Screening tests, diagnostic tests and prognostic tests are the different kinds of tests which are needed for obtaining additional information for assessing the ovarian reserve status. A poor ovarian reserve does not fulfill the criteria of a disease. The probability of conception was still questionable, as to how good these ovarian reserve tests had sensitivity and specificity, as was addressed by Jain [13]. Other factors such as endometriosis, an increased body mass index, and male factor could also confound the accuracy of the test, while sub fertility was dealt with.

Basal serum FSH, AFC, oestradiol or OV levels do not fulfill the criteria of a good screening test for assessing the ovarian reserve. Most of them will diagnose poor ovarian reserves, but only at the extreme range of values and these values are yet to be standardized. AMH, which is produced by the cells of the recruited follicles, is the only marker of ovarian reserve that can be tested in follicular as well as luteal phase, although the threshold levels in both phases for regular cycles and PCOS need to be standardized. AMH levels have been found to be two or three times higher in PCOS women [810], thus making it difficult to find a threshold value for poor ovarian reserves without a significant overlap, with normal values.

Data from the literature have indicated that in PCOS, there is an excess of small follicles (2–5 mm) as compared to follicles of sizes, 6-9 mm among selected follicles. AMH has been considered to be a good marker of small follicles in both normal and PCOS women [8,12]. AMH is not under the influence of gonadotrophic hormones and it does not vary throughout the menstrual cycle and thus, it better reflects the number of follicular pool [11,14,15], the degree of maturation [16] and even the sensitivity to the action of FSH.

The increase in the concentrations of serum AMH in PCOS may be the result of excess of small follicles [17]. Increased production of AMH by granulosa cells [18] would be involved in the arrest of follicular development through negative action of FSH [19,12], thus further decreasing the sensitivity of follicles [20,16,21]. Thus, tonic increase of AMH may be involved in the arrest of follicular development, which is obviously more in PCOS.

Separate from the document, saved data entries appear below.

impl Fields<'_> {
    fn get(&self, key: &str) -> Option<&Value> {
        self.0.get(key).filter(|v| !v.is_null())
    }

    fn text(&self, key: &str) -> String {
        match self.get(key) {
            Some(Value::String(s)) => s.clone(),
            Some(Value::Bool(b)) => b.to_string(),
            Some(Value::Number(n)) => n.to_string(),
            _ => String::new(),
        }
    }

    fn flag(&self, key: &str) -> bool {
        match self.get(key) {
            Some(Value::Bool(b)) => *b,
            Some(Value::Number(n)) => n.as_f64() == Some(1.0),
            Some(Value::String(s)) => {
                let s = s.trim();
                s == "1" || s.eq_ignore_ascii_case("true")
            }
            _ => false,
        }
    }

    fn number(&self, key: &str) -> Option<f64> {
        let value = match self.get(key)? {
            Value::Number(n) => n.as_f64(),
            Value::String(s) => s.trim().parse::<f64>().ok(),
            _ => None,
        }?;
        value.is_finite().then_some(value)
    }

    fn float(&self, key: &str) -> f64 {
        self.number(key).unwrap_or(0.0)
    }

    /// Non-negative integer, truncating fractions; 0 when unusable
    fn count(&self, key: &str) -> u32 {
        self.number(key)
            .map(|n| n.trunc().clamp(0.0, u32::MAX as f64) as u32)
            .unwrap_or(0)
    }

    /// Like `count`, but a missing, unparseable or zero value becomes 1
    fn count_or_one(&self, key: &str) -> u32 {
        match self.count(key) {
            0 => 1,
            n => n,
        }
    }

    fn datetime(&self, key: &str) -> Option<DateTime<Utc>> {
        match self.get(key)? {
            Value::String(s) => parse_datetime(s),
            _ => None,
        }
    }

    fn external_score(&self) -> Option<ExternalScore> {
        let risk_score = self.number("risk_score")?;

        let risk_factors = match self.get("risk_factors") {
            Some(Value::Array(items)) => items
                .iter()
                .filter_map(|v| v.as_str().map(str::to_string))
                .collect(),
            Some(Value::String(s)) => s
                .split(';')
                .map(str::trim)
                .filter(|s| !s.is_empty())
                .map(str::to_string)
                .collect(),
            _ => Vec::new(),
        };

        Some(ExternalScore {
            risk_score,
            risk_factors,
            fraud_probability: self.number("fraud_probability"),
        })
    }
}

The ROC AUC determines the sensitivity of the diagnostic test and it may vary between 0.5 (no discriminative power) and 1.0 (perfect discrimination). The AUC of serum AMH assay yielded a satisfying value of 0.851 in Pigny’s studies [12]. In his work, with a cut off value of 60 p mol/l, the serum AMH level showed a good specificity of 92%, but a relatively poor sensitivity of 67%. With a sensitivity of 75% and a specificity of 100% for a cut off value at 12, the follicle count appeared to be a better diagnostic tool than AMH measurement [22]. In our study, a perfect discrimination was observed between PCOS and controls and a specificity of 98% and a sensitivity of 93% were observed, with a cut off value of 3.34ng/ml. The discriminative power and sensitivity of AMH for PCOS was well established in our study and its higher level in serum reflected the severity of follicular arrest in PCOS of infertile group rather than novel measure of ovarian reserve.

Conclusion

The level of AMH was two times higher in PCOS, which did not mean that ovarian reserve was higher in PCOS, as AMH was a direct marker of ovarian reserve. The results of this study reflected that diagnostic potency of AUC for PCOS indicated that AMH was a potential marker of recruited non growing follicles rather than a simple marker of ovarian reserve.